A molecule can exist in two versions that are each other's mirror images, like your left and right hands. Although they are constructed identically, they do not fit together perfectly. This is crucial when dealing with other molecules. The mirror image of a molecule can smell different, and when used as a drug, the mirror image can even be dangerous. It is therefore important to be able to quickly and unambiguously determine which form newly created molecules have.
Left- or right-handed
A very powerful approach to come to an unambiguous determination makes use of the difference in absorption of left- and right-handed circularly polarized light, so-called Vibrational Circular Dichroism (VCD) spectroscopy. Comparison of experimentally recorded spectra with theoretically predicted spectra then allows to determine whether the molecule is left- or right-handed. However, for many biological systems and chiral catalysts this approach was found to fail completely, thus inhibiting any assignment at all.

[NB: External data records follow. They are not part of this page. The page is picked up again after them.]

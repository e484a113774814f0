use std::sync::Arc;

use tracing::debug;
use uuid::Uuid;

use crate::error::Result;
use crate::evaluator::RuleMatch;
use crate::models::{InsertOutcome, WarningRecord};
use crate::store::DataAccess;

/// Persists warnings with at most one active record per `(entity_id, rule_id)`.
///
/// The existence check only skips needless inserts. Correctness under
/// concurrent runs rests on the store rejecting a second active row for the
/// same pair (a partial unique index in Postgres, a single lock in memory).
pub struct WarningWriter {
    store: Arc<dyn DataAccess>,
}

impl WarningWriter {
    pub fn new(store: Arc<dyn DataAccess>) -> Self {
        Self { store }
    }

    /// Returns `true` when a new warning row was created.
    pub async fn write(&self, rule_id: Uuid, matched: &RuleMatch) -> Result<bool> {
        if self.store.has_active_warning(&matched.entity_id, rule_id).await? {
            debug!(entity_id = %matched.entity_id, %rule_id, "active warning already present");
            return Ok(false);
        }

        let warning = WarningRecord::new_active(&matched.entity_id, rule_id, matched.details.clone());
        match self.store.insert_warning(&warning).await? {
            InsertOutcome::Inserted => Ok(true),
            InsertOutcome::Duplicate => {
                debug!(entity_id = %matched.entity_id, %rule_id, "lost insert race to a concurrent writer");
                Ok(false)
            }
        }
    }
}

In a collaboration between the theoretical chemistry group of Luuk Visscher (Vrije Universiteit Amsterdam) and the experimental spectroscopy group of Wybren Jan Buma (University of Amsterdam), Mariia Sapova (Vrije Universiteit Amsterdam) now reports in Angewandte Chemie International Edition a radically different approach to analyse experimental VCD spectra . The newly developed theoretical approach explains enhanced vibrational circular dichroism (eVCD) and enables its reliable application. This technique amplifies the molecule's signal by attaching a metal atom. The experiments demonstrating this amplified signal have been known for 20 years, but no one has been able to properly interpret them until now.
Mirror image form
Sapova demonstrated what caused the problem in the calculations required to interpret the signal. Together with her co-researchers Chandan Kumar and Sahar Ashtar-Jafari, she then developed a method that circumvents this problem. This allows scientists to unambiguously determine for the first time which mirror image form is involved.
Medicine
Many metalloproteins are key to vital biological pathways (cytochrome-c, myoglobin, carbonic anhydrase, etc.). eVCD studies that are now possible will increase our understanding of the structure and function of biological molecules with attendant improvements in human health and the prevention of disease. eVCD moreover paves the way for testing the purity of drugs easier and more reliable in the future.